--- DATA Enclosed Below ---
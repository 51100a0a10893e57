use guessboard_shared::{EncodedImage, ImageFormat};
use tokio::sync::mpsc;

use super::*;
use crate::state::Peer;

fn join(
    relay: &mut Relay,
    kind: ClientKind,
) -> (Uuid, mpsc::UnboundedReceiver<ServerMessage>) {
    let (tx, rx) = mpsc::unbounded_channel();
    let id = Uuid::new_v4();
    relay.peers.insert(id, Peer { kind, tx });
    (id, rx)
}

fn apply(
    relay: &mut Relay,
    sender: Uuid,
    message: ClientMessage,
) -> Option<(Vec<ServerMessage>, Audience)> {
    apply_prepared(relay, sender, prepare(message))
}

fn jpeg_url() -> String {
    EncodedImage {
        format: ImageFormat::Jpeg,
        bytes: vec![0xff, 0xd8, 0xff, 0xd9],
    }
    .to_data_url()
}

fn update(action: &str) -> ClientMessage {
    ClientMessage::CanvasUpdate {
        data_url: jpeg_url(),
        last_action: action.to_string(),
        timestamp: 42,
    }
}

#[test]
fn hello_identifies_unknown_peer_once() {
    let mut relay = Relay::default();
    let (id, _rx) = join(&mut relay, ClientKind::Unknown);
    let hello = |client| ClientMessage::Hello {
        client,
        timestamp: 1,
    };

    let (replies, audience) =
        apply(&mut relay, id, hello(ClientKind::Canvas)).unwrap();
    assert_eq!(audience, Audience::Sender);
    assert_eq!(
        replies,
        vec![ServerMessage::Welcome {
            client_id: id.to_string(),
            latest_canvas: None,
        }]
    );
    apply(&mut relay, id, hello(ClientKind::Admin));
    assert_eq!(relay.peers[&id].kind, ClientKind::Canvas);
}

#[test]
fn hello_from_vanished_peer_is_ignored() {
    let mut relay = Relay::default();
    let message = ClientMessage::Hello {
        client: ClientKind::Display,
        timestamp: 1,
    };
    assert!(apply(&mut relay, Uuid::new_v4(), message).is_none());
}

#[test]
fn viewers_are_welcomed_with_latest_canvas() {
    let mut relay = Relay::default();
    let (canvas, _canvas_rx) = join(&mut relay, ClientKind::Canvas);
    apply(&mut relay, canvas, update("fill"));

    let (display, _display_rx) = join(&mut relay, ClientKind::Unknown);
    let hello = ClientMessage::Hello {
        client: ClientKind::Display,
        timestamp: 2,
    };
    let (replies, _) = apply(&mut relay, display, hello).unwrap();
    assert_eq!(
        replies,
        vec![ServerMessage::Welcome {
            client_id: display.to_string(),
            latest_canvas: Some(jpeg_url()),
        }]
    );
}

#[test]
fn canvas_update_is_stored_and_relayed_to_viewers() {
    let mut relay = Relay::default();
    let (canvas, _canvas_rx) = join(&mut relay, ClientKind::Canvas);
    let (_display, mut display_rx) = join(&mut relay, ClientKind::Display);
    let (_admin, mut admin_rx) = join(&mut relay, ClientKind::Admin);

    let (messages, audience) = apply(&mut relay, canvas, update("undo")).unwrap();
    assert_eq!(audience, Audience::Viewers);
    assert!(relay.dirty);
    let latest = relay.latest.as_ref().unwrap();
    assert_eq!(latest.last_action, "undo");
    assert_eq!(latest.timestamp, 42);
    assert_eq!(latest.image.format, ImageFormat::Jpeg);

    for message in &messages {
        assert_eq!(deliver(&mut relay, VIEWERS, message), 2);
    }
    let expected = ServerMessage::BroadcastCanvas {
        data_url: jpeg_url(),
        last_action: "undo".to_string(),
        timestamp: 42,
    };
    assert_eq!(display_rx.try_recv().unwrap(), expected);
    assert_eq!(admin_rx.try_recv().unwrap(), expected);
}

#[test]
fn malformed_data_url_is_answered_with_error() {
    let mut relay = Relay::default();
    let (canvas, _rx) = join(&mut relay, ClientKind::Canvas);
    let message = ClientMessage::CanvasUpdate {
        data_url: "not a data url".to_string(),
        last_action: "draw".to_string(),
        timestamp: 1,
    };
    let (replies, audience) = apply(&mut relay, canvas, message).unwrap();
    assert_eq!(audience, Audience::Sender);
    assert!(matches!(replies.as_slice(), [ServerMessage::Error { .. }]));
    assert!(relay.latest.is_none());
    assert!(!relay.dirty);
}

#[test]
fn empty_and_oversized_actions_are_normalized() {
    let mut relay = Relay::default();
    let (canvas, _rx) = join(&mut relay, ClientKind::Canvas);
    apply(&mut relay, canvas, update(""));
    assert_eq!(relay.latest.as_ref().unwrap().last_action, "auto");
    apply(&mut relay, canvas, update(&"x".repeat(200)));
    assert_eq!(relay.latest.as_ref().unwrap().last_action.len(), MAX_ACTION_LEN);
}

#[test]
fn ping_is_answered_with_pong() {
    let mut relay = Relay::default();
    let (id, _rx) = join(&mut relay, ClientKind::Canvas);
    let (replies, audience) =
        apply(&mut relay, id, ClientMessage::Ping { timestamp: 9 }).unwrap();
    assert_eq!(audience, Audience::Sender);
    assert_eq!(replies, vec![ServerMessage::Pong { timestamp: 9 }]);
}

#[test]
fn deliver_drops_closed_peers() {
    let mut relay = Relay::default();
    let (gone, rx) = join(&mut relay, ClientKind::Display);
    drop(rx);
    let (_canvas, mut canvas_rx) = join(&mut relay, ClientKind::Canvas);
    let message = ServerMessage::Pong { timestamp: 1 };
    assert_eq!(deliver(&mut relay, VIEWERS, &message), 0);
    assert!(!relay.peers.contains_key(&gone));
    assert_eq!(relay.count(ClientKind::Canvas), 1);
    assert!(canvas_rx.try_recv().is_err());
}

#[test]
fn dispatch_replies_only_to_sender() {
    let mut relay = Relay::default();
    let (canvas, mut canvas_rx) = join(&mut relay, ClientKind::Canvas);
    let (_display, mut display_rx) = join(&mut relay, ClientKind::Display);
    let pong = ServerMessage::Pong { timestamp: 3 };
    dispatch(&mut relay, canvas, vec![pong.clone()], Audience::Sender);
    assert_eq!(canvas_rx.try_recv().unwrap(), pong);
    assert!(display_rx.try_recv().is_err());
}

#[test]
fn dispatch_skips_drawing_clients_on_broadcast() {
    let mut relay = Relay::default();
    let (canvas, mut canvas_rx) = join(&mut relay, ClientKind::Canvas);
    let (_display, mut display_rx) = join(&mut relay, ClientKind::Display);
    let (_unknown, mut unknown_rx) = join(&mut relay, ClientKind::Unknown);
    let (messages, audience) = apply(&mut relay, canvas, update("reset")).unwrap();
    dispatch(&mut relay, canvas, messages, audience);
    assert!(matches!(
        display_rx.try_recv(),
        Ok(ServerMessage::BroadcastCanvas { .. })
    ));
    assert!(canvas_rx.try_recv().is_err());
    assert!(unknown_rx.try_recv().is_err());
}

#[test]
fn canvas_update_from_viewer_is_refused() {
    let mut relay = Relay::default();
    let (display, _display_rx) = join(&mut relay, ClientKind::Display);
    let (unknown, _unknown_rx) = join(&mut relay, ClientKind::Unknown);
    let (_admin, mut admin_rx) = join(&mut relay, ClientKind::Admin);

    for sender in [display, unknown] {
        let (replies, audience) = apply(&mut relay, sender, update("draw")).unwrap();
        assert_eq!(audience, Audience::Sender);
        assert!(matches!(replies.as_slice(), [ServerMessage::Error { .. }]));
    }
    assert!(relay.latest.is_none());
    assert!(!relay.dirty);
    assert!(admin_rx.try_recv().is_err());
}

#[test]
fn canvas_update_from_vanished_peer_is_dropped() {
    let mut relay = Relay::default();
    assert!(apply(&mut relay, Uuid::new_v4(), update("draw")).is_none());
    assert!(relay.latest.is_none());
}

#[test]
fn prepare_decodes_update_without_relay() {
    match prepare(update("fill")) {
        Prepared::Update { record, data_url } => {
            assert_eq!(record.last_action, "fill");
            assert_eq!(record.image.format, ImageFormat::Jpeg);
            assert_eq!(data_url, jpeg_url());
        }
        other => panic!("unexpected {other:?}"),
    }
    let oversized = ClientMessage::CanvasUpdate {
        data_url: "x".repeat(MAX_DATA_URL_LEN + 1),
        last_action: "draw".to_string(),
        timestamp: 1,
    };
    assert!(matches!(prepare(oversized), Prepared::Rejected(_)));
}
--- End of Enclosed DATA ---
_YOUR INSTRUCTIONS_
Filter the listing by the string "mpsc"; copy each matching line.

_COMPLETED TASK_
use tokio::sync::mpsc;
) -> (Uuid, mpsc::UnboundedReceiver<ServerMessage>) {
    let (tx, rx) = mpsc::unbounded_channel();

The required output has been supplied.